I fatti curiosi non mancano. Il maggiore è lo strano risveglio di Bersani che adesso teme che la riforma elettorale in cantiere assegni tutti i poteri ad un leader solo. Evidentemente è fiducioso che nessuno abbia memoria di due banalità: la prima è come lui ha fatto le liste per le ultime elezioni politiche (una operazione piuttosto in stile vecchio centralismo PCI); la seconda è che come risultato di queste liste ha avuto un partito che nel segreto dell’urna è riuscito a bruciare prima la candidatura di Marini e poi in maniera vigliacca la candidatura di Prodi alla presidenza della Repubblica.

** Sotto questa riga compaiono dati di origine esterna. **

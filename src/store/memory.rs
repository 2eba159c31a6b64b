//! In-process [`UrlStore`] with the same soft-delete rules as Postgres.
//! Backs the API tests.

use std::collections::HashMap;
use std::sync::Arc;

use async_trait::async_trait;
use chrono::{DateTime, Utc};
use tokio::sync::RwLock;
use uuid::Uuid;

use crate::models::url::{NewUrl, UrlModel};
use crate::store::{StoreResult, UrlStore};

#[derive(Clone, Debug, Default)]
pub struct InMemoryUrlRepository {
    rows: Arc<RwLock<HashMap<Uuid, UrlModel>>>,
}

impl InMemoryUrlRepository {
    pub fn new() -> Self {
        Self::default()
    }

    /// Raw row lookup, including soft-deleted records.
    pub async fn get(&self, id: Uuid) -> Option<UrlModel> {
        self.rows.read().await.get(&id).cloned()
    }
}

/// Postgres timestamps have microsecond precision.
fn now() -> DateTime<Utc> {
    let now = Utc::now();
    DateTime::from_timestamp_micros(now.timestamp_micros()).unwrap_or(now)
}

#[async_trait]
impl UrlStore for InMemoryUrlRepository {
    async fn list_active(&self) -> StoreResult<Vec<UrlModel>> {
        let rows = self.rows.read().await;
        let mut active: Vec<UrlModel> = rows.values().filter(|r| !r.is_deleted).cloned().collect();
        active.sort_by(|a, b| b.created_at.cmp(&a.created_at));
        Ok(active)
    }

    async fn insert(&self, url: NewUrl) -> StoreResult<UrlModel> {
        let mut rows = self.rows.write().await;
        let mut id = Uuid::new_v4();
        while rows.contains_key(&id) {
            id = Uuid::new_v4();
        }
        let at = now();
        let record = UrlModel {
            id,
            name: url.name,
            main_url: url.main_url,
            sub_urls: url.sub_urls,
            is_deleted: false,
            created_at: at,
            updated_at: at,
            deleted_at: None,
        };
        rows.insert(id, record.clone());
        Ok(record)
    }

    async fn find_active(&self, id: Uuid) -> StoreResult<Option<UrlModel>> {
        let rows = self.rows.read().await;
        Ok(rows.get(&id).filter(|r| !r.is_deleted).cloned())
    }

    async fn update_active(&self, id: Uuid, url: NewUrl) -> StoreResult<Option<UrlModel>> {
        let mut rows = self.rows.write().await;
        let Some(record) = rows.get_mut(&id).filter(|r| !r.is_deleted) else {
            return Ok(None);
        };
        record.name = url.name;
        record.main_url = url.main_url;
        record.sub_urls = url.sub_urls;
        record.updated_at = now();
        Ok(Some(record.clone()))
    }

    async fn soft_delete(&self, id: Uuid) -> StoreResult<bool> {
        let mut rows = self.rows.write().await;
        let Some(record) = rows.get_mut(&id) else {
            return Ok(false);
        };
        record.is_deleted = true;
        record.deleted_at = Some(now());
        Ok(true)
    }
}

Lasciamo perdere il cosiddetto fronte trasversale di quelli che vogliono a tutti i costi un senato elettivo nel vecchio modo. È troppo evidente che, a destra come a sinistra, quello che si teme è una restrizione delle poltrone a disposizione di una classe politica che senza quei posti rischia di uscire di scena. Lo spostamento dei baricentri di scelta dai partiti a livello centrale alle dinamiche politiche dei vari consigli regionali apre una incognita: se sia buona o cattiva lo vedremo, ma sicuramente sarà molto diversa dalle attuali distribuzioni di potere.

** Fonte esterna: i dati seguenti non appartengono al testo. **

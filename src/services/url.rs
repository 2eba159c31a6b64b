use std::sync::Arc;

use tracing::instrument;
use uuid::Uuid;

use crate::errors::ApiError;
use crate::models::url::{NewUrl, UrlModel};
use crate::store::UrlStore;

#[derive(Clone)]
pub struct UrlService {
    store: Arc<dyn UrlStore>,
}

impl std::fmt::Debug for UrlService {
    fn fmt(&self, f: &mut std::fmt::Formatter<'_>) -> std::fmt::Result {
        f.debug_struct("UrlService").finish_non_exhaustive()
    }
}

/// Path ids arrive as free text. Blank means absent; anything that is not a
/// UUID cannot name a record.
fn parse_id(raw: &str) -> Result<Uuid, ApiError> {
    let raw = raw.trim();
    if raw.is_empty() {
        return Err(ApiError::MissingId);
    }
    Uuid::parse_str(raw).map_err(|_| {
        tracing::warn!(id = raw, "Url id is not a uuid");
        ApiError::NotFound
    })
}

impl UrlService {
    pub fn new(store: impl UrlStore) -> Self {
        Self {
            store: Arc::new(store),
        }
    }

    #[instrument(name = "Service: List urls", skip(self))]
    pub async fn list(&self) -> Result<Vec<UrlModel>, ApiError> {
        self.store.list_active().await.map_err(ApiError::store)
    }

    #[instrument(name = "Service: Create url", skip(self, url))]
    pub async fn create(&self, url: NewUrl) -> Result<UrlModel, ApiError> {
        let record = self.store.insert(url).await.map_err(ApiError::store)?;
        tracing::info!(id = %record.id, "Url created");
        Ok(record)
    }

    #[instrument(name = "Service: Update url", skip(self, url))]
    pub async fn update(&self, id: &str, url: NewUrl) -> Result<UrlModel, ApiError> {
        let id = parse_id(id)?;

        let existing = self
            .store
            .find_active(id)
            .await
            .map_err(|e| ApiError::internal("Failed to update URL", e))?;
        if existing.is_none() {
            tracing::warn!(%id, "Url to update was not found");
            return Err(ApiError::NotFound);
        }

        // A delete may land between the lookup and the write; the update
        // itself only touches active rows.
        let updated = self
            .store
            .update_active(id, url)
            .await
            .map_err(|e| ApiError::internal("Failed to update URL", e))?
            .ok_or(ApiError::NotFound)?;
        tracing::info!(%id, "Url updated");
        Ok(updated)
    }

    #[instrument(name = "Service: Delete url", skip(self))]
    pub async fn delete(&self, id: &str) -> Result<(), ApiError> {
        let id = parse_id(id)?;

        let matched = self
            .store
            .soft_delete(id)
            .await
            .map_err(|e| ApiError::internal("Failed to delete URL", e))?;
        if !matched {
            tracing::warn!(%id, "Url to delete was not found");
            return Err(ApiError::NotFound);
        }
        tracing::info!(%id, "Url soft deleted");
        Ok(())
    }
}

La materia del contendere non è dunque tanto il contenuto delle leggi di riforma, quanto lo tsunami politico che esse comporteranno. Un osservatore cinico potrebbe avvertire che non è poi detto, perché in questo paese i gattopardi abbondano, ma anche per fare i gattopardi sono necessarie abilità che non tutti hanno. Dunque si va alla “grande guerra” per azzoppare il leader che prova a fare le riforme, perché l’operazione va fatta adesso o diventerà sempre più difficile.

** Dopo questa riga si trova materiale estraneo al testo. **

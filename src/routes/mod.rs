pub mod cors;
pub mod extract;
pub mod health_check;
pub mod url;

L’Italia è un paese che non ama la leadership: un po’ perché non permette l’eterno gioco delle fazioni e correnti in cui la nostra politica è stata allevata (e di cui hanno profittato tanti che hanno fatto il tifo dagli spalti); un po’ perché non si sente sicura di poter sostituire una leadership quando diventa frusta con una nuova, e dunque teme il ritorno delle “signorie” per non dire della dittatura. La storia della prima Repubblica è piena di leader bruciati a costo di far andare le cose peggio.

Renzi l’ha capito e sembra deciso a giocarsi il tutto per tutto, non consentendo ai suoi avversari di logorarlo, ma provocandoli allo scontro aperto e all’ultimo sangue. Una scelta coraggiosa, ma inevitabilmente destinata a chiudersi o con una vittoria o con una debacle.